//! Perceptual hash (pHash): DCT-based, robust to resizing and mild color
//! shifts.

use icon_model::Hash64;
use image::{imageops::FilterType, GrayImage, RgbImage};

const DCT_SIZE: usize = 32;
const LOW_FREQ: usize = 8;

/// Computes the 64-bit pHash of `image`: downscale to grayscale 32x32, run a
/// 2D DCT-II, keep the top-left 8x8 low-frequency block (excluding the DC
/// term), and set a bit for each coefficient that exceeds the block's
/// median.
pub fn compute_phash(image: &RgbImage) -> Hash64 {
    let gray = to_grayscale_32x32(image);
    let dct = dct_2d(&gray);

    let mut coeffs = Vec::with_capacity(LOW_FREQ * LOW_FREQ - 1);
    for v in 0..LOW_FREQ {
        for u in 0..LOW_FREQ {
            if u == 0 && v == 0 {
                continue;
            }
            coeffs.push(dct[v][u]);
        }
    }
    let median = median_of(&coeffs);

    let mut bits: u64 = 0;
    let mut bit_index = 0u32;
    for v in 0..LOW_FREQ {
        for u in 0..LOW_FREQ {
            if u == 0 && v == 0 {
                continue;
            }
            if dct[v][u] > median {
                bits |= 1u64 << bit_index;
            }
            bit_index += 1;
            if bit_index >= 64 {
                break;
            }
        }
    }
    Hash64(bits)
}

fn to_grayscale_32x32(image: &RgbImage) -> GrayImage {
    let resized = image::imageops::resize(image, DCT_SIZE as u32, DCT_SIZE as u32, FilterType::Lanczos3);
    image::DynamicImage::ImageRgb8(resized).to_luma8()
}

/// Naive O(n^3) 2D DCT-II over an `n x n` grid. `n=32` keeps this cheap
/// enough to avoid pulling in an FFT dependency.
fn dct_2d(image: &GrayImage) -> [[f64; DCT_SIZE]; DCT_SIZE] {
    let n = DCT_SIZE;
    let pixels: Vec<Vec<f64>> = (0..n)
        .map(|y| (0..n).map(|x| image.get_pixel(x as u32, y as u32)[0] as f64).collect())
        .collect();

    // Separable DCT: rows first, then columns.
    let mut row_dct = vec![vec![0.0; n]; n];
    for y in 0..n {
        for u in 0..n {
            row_dct[y][u] = dct_1d(&pixels[y], u, n);
        }
    }

    let mut out = [[0.0; DCT_SIZE]; DCT_SIZE];
    for u in 0..n {
        let column: Vec<f64> = (0..n).map(|y| row_dct[y][u]).collect();
        for v in 0..n {
            out[v][u] = dct_1d(&column, v, n);
        }
    }
    out
}

fn dct_1d(values: &[f64], k: usize, n: usize) -> f64 {
    let alpha = if k == 0 { (1.0 / n as f64).sqrt() } else { (2.0 / n as f64).sqrt() };
    let sum: f64 = values
        .iter()
        .enumerate()
        .map(|(i, &x)| x * (std::f64::consts::PI * (2.0 * i as f64 + 1.0) * k as f64 / (2.0 * n as f64)).cos())
        .sum();
    alpha * sum
}

fn median_of(values: &[f64]) -> f64 {
    let mut sorted = values.to_vec();
    sorted.sort_by(|a, b| a.partial_cmp(b).unwrap());
    let mid = sorted.len() / 2;
    if sorted.len() % 2 == 0 {
        (sorted[mid - 1] + sorted[mid]) / 2.0
    } else {
        sorted[mid]
    }
}

#[cfg(test)]
mod tests {
    use super::*;
    use image::Rgb;

    #[test]
    fn identical_images_hash_identically() {
        let img = RgbImage::from_fn(64, 64, |x, y| Rgb([(x * 3) as u8, (y * 5) as u8, ((x + y) * 2) as u8]));
        assert_eq!(compute_phash(&img), compute_phash(&img));
    }

    #[test]
    fn flat_image_produces_a_stable_hash() {
        let img = RgbImage::from_pixel(32, 32, Rgb([128, 128, 128]));
        let h1 = compute_phash(&img);
        let h2 = compute_phash(&img);
        assert_eq!(h1, h2);
    }

    #[test]
    fn distinct_patterns_differ() {
        let a = RgbImage::from_fn(64, 64, |x, _y| Rgb([(x * 4) as u8, 0, 0]));
        let b = RgbImage::from_fn(64, 64, |_x, y| Rgb([0, (y * 4) as u8, 0]));
        assert_ne!(compute_phash(&a), compute_phash(&b));
    }
}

ASSIGNMENT:
Select, from the listing, all lines that include the word "pixels".

THE ANSWER:
    let pixels: Vec<Vec<f64>> = (0..n)
            row_dct[y][u] = dct_1d(&pixels[y], u, n);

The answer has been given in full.